Files
attune/docs/workflows/workflow-implementation-plan.md
2026-02-04 17:46:30 -06:00

562 lines
18 KiB
Markdown

# Workflow Orchestration Implementation Plan
## Executive Summary
This document outlines the implementation plan for adding **workflow orchestration** capabilities to Attune. Workflows enable composing multiple actions into complex, conditional execution graphs with variable passing, iteration, and error handling.
## Key Design Decisions
### 1. Workflows as Actions
Workflows are first-class actions that can be:
- Triggered by rules (event-driven)
- Invoked by other workflows (composable)
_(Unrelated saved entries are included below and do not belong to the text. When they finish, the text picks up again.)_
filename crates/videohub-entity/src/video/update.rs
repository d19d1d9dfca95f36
//! Sparse video update.

use serde::de::Error as _;
use serde::{Deserialize, Deserializer};

use super::model::Video;
use super::resolution::Resolution;

/// Fields to overwrite on an existing video; `None` keeps the stored value.
///
/// `min_age_restriction` is doubly optional so that an explicit `null`
/// (clear the restriction) is distinct from an absent key.
#[derive(Debug, Clone, Default, PartialEq, Eq, Deserialize)]
#[serde(rename_all = "camelCase")]
pub struct VideoUpdate {
    /// New title.
    #[serde(default)]
    pub title: Option<String>,
    /// New author.
    #[serde(default)]
    pub author: Option<String>,
    /// New resolution list.
    #[serde(default)]
    pub available_resolutions: Option<Vec<Resolution>>,
    /// New download flag.
    #[serde(default)]
    pub can_be_downloaded: Option<bool>,
    /// New age restriction.
    #[serde(default, deserialize_with = "present_age")]
    pub min_age_restriction: Option<Option<u8>>,
    /// New creation timestamp.
    #[serde(default)]
    pub created_at: Option<String>,
    /// New publication timestamp.
    #[serde(default)]
    pub publication_date: Option<String>,
}

impl VideoUpdate {
    /// Overwrite every present field on `video`.
    pub fn apply_to(self, video: &mut Video) {
        if let Some(title) = self.title {
            video.title = title;
        }
        if let Some(author) = self.author {
            video.author = author;
        }
        if let Some(resolutions) = self.available_resolutions {
            video.available_resolutions = resolutions;
        }
        if let Some(can_be_downloaded) = self.can_be_downloaded {
            video.can_be_downloaded = can_be_downloaded;
        }
        if let Some(min_age_restriction) = self.min_age_restriction {
            video.min_age_restriction = min_age_restriction;
        }
        if let Some(created_at) = self.created_at {
            video.created_at = created_at;
        }
        if let Some(publication_date) = self.publication_date {
            video.publication_date = publication_date;
        }
    }

    /// Whether the update changes nothing.
    pub fn is_empty(&self) -> bool {
        *self == Self::default()
    }
}

/// Convert a JSON number to an age when it is whole and fits in a `u8`.
///
/// Integral floats such as `18.0` count as whole.
pub fn whole_age(n: f64) -> Option<u8> {
    (n.fract() == 0.0 && (0.0..=f64::from(u8::MAX)).contains(&n)).then_some(n as u8)
}

/// Marks the age key as present even when its value is `null`.
fn present_age<'de, D>(deserializer: D) -> Result<Option<Option<u8>>, D::Error>
where
    D: Deserializer<'de>,
{
    Option::<f64>::deserialize(deserializer)?
        .map(|n| whole_age(n).ok_or_else(|| D::Error::custom(format!("invalid age: {n}"))))
        .transpose()
        .map(Some)
}
//! Video entity model.

use chrono::{DateTime, Duration, SecondsFormat, Utc};
use serde::{Deserialize, Serialize};

use super::resolution::Resolution;

/// Store-assigned video identifier.
pub type VideoId = u64;

/// A stored video.
#[derive(Debug, Clone, PartialEq, Eq, Serialize, Deserialize)]
#[serde(rename_all = "camelCase")]
pub struct Video {
    /// Unique identifier, assigned by the store.
    pub id: VideoId,
    /// Video title.
    pub title: String,
    /// Video author.
    pub author: String,
    /// Whether the video may be downloaded.
    pub can_be_downloaded: bool,
    /// Minimum viewer age, `None` for unrestricted.
    pub min_age_restriction: Option<u8>,
    /// Creation timestamp (ISO-8601).
    pub created_at: String,
    /// Publication timestamp (ISO-8601).
    pub publication_date: String,
    /// Available playback qualities, in caller order.
    pub available_resolutions: Vec<Resolution>,
}

impl Video {
    /// Materialize a draft under the given identifier.
    pub fn from_new(id: VideoId, new: NewVideo) -> Self {
        Self {
            id,
            title: new.title,
            author: new.author,
            can_be_downloaded: new.can_be_downloaded,
            min_age_restriction: new.min_age_restriction,
            created_at: new.created_at,
            publication_date: new.publication_date,
            available_resolutions: new.available_resolutions,
        }
    }
}

/// Data required to store a new video; the store assigns the id.
#[derive(Debug, Clone, PartialEq, Eq)]
pub struct NewVideo {
    /// Video title.
    pub title: String,
    /// Video author.
    pub author: String,
    /// Whether the video may be downloaded.
    pub can_be_downloaded: bool,
    /// Minimum viewer age.
    pub min_age_restriction: Option<u8>,
    /// Creation timestamp.
    pub created_at: String,
    /// Publication timestamp.
    pub publication_date: String,
    /// Available playback qualities.
    pub available_resolutions: Vec<Resolution>,
}

impl NewVideo {
    /// Build a freshly created video: not downloadable, unrestricted,
    /// published one day after `now`.
    pub fn created_at(
        title: String,
        author: String,
        available_resolutions: Vec<Resolution>,
        now: DateTime<Utc>,
    ) -> Self {
        Self {
            title,
            author,
            can_be_downloaded: false,
            min_age_restriction: None,
            created_at: iso_timestamp(now),
            publication_date: iso_timestamp(now + Duration::hours(24)),
            available_resolutions,
        }
    }
}

/// Format a timestamp as `YYYY-MM-DDTHH:MM:SS.sssZ`.
pub fn iso_timestamp(at: DateTime<Utc>) -> String {
    at.to_rfc3339_opts(SecondsFormat::Millis, true)
}
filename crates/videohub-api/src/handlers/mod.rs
//! Route handlers organized by domain.

pub mod testing;
pub mod video;
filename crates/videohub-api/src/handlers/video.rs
//! Video CRUD handlers.

use axum::Json;
use axum::extract::{Path, State};
use axum::http::StatusCode;

use videohub_core::result::AppResult;
use videohub_entity::video::Video;

use crate::extractors::{JsonPayload, parse_video_id};
use crate::state::AppState;

/// GET /videos
pub async fn list_videos(State(state): State<AppState>) -> Json<Vec<Video>> {
    Json(state.video_service.list_videos().await)
}

/// POST /videos
pub async fn create_video(
    State(state): State<AppState>,
    JsonPayload(payload): JsonPayload,
) -> AppResult<(StatusCode, Json<Video>)> {
    let video = state.video_service.create_video(&payload).await?;
    Ok((StatusCode::CREATED, Json(video)))
}

/// GET /videos/{id}
pub async fn get_video(
    State(state): State<AppState>,
    Path(id): Path<String>,
) -> AppResult<Json<Video>> {
    let id = parse_video_id(&id)?;
    let video = state.video_service.get_video(id).await?;
    Ok(Json(video))
}

/// PUT /videos/{id}
pub async fn update_video(
    State(state): State<AppState>,
    Path(id): Path<String>,
    JsonPayload(payload): JsonPayload,
) -> AppResult<StatusCode> {
    let id = parse_video_id(&id)?;
    state.video_service.update_video(id, &payload).await?;
    Ok(StatusCode::NO_CONTENT)
}

/// DELETE /videos/{id}
pub async fn delete_video(
    State(state): State<AppState>,
    Path(id): Path<String>,
) -> AppResult<StatusCode> {
    let id = parse_video_id(&id)?;
    state.video_service.delete_video(id).await?;
    Ok(StatusCode::NO_CONTENT)
}
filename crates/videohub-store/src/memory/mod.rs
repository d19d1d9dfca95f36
//! In-memory store backed by a single `RwLock`.

pub mod store;

pub use store::VideoStore;
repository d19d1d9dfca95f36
//! Request/response logging middleware.

use std::time::Instant;

use axum::extract::{MatchedPath, Request};
use axum::middleware::Next;
use axum::response::Response;
use tracing::info;

/// Logs request method, route, addressed video, status, and duration.
pub async fn request_logging(request: Request, next: Next) -> Response {
    let method = request.method().clone();
    let path = request.uri().path().to_owned();
    let route = request
        .extensions()
        .get::<MatchedPath>()
        .map(|matched| matched.as_str().to_owned());
    let start = Instant::now();

    let response = next.run(request).await;

    let duration = start.elapsed();
    let status = response.status();

    info!(
        method = %method,
        path = %path,
        route = route.as_deref().unwrap_or("-"),
        video_id = video_id_segment(&path).unwrap_or("-"),
        status = %status.as_u16(),
        duration_ms = %duration.as_millis(),
        "HTTP request"
    );

    response
}

/// The raw id segment of a `/videos/{id}` path, unparsed.
fn video_id_segment(path: &str) -> Option<&str> {
    path.strip_prefix("/videos/")
        .filter(|id| !id.is_empty() && !id.contains('/'))
}
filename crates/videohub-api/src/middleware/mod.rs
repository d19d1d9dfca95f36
//! Axum middleware stack.

pub mod compression;
pub mod cors;
pub mod logging;
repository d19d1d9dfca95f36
//! Application state shared across all handlers and middleware.

use std::sync::Arc;

use videohub_core::config::AppConfig;
use videohub_service::video::{VideoService, VideoValidator};
use videohub_store::VideoStore;

/// Application state containing all shared dependencies.
///
/// Passed to every Axum handler via `State<AppState>`.
/// All fields are `Arc`-wrapped for cheap cloning across tasks.
#[derive(Debug, Clone)]
pub struct AppState {
    /// Application configuration
    pub config: Arc<AppConfig>,
    /// Video lifecycle service
    pub video_service: Arc<VideoService>,
}

impl AppState {
    /// Wires the service layer on top of `store`.
    pub fn new(config: AppConfig, store: Arc<VideoStore>) -> Self {
        let validator = VideoValidator::new(config.validation.clone());
        let video_service = Arc::new(VideoService::new(store, validator));

        Self {
            config: Arc::new(config),
            video_service,
        }
    }
}
//! CORS layer configuration.

use std::time::Duration;

use axum::http::{HeaderName, HeaderValue, Method};
use tower_http::cors::{Any, CorsLayer};

use videohub_core::config::app::CorsConfig;

/// Builds a CORS tower layer from configuration.
pub fn build_cors_layer(config: &CorsConfig) -> CorsLayer {
    let mut layer = CorsLayer::new();

    if config.allowed_origins.iter().any(|o| o == "*") {
        layer = layer.allow_origin(Any);
    } else {
        let origins: Vec<HeaderValue> = config
            .allowed_origins
            .iter()
            .filter_map(|o| o.parse().ok())
            .collect();
        layer = layer.allow_origin(origins);
    }

    let methods: Vec<Method> = config
        .allowed_methods
        .iter()
        .filter_map(|m| m.parse().ok())
        .collect();
    layer = layer.allow_methods(methods);

    if config.allowed_headers.iter().any(|h| h == "*") {
        layer = layer.allow_headers(Any);
    } else {
        let headers: Vec<HeaderName> = config
            .allowed_headers
            .iter()
            .filter_map(|h| h.parse().ok())
            .collect();
        layer = layer.allow_headers(headers);
    }

    layer.max_age(Duration::from_secs(config.max_age_seconds))
}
- Executed directly via API
- Referenced in the same way as regular actions
### 2. YAML-Based Definition
Workflows are defined declaratively in YAML files within pack directories, making them:
- Version-controllable
- Human-readable
- Easy to author and maintain
- Portable across environments
### 3. Event-Driven Execution
Workflows leverage the existing message queue infrastructure:
- Each task creates a child execution
- Tasks execute asynchronously via workers
- Progress is tracked via execution status messages
- No blocking or polling required
### 4. Multi-Scope Variable System
Variables are accessible from 6 scopes (in precedence order):
1. `task.*` - Results from completed tasks
2. `vars.*` - Workflow-scoped variables
3. `parameters.*` - Input parameters
4. `pack.config.*` - Pack configuration
5. `system.*` - System variables (execution_id, timestamp, identity)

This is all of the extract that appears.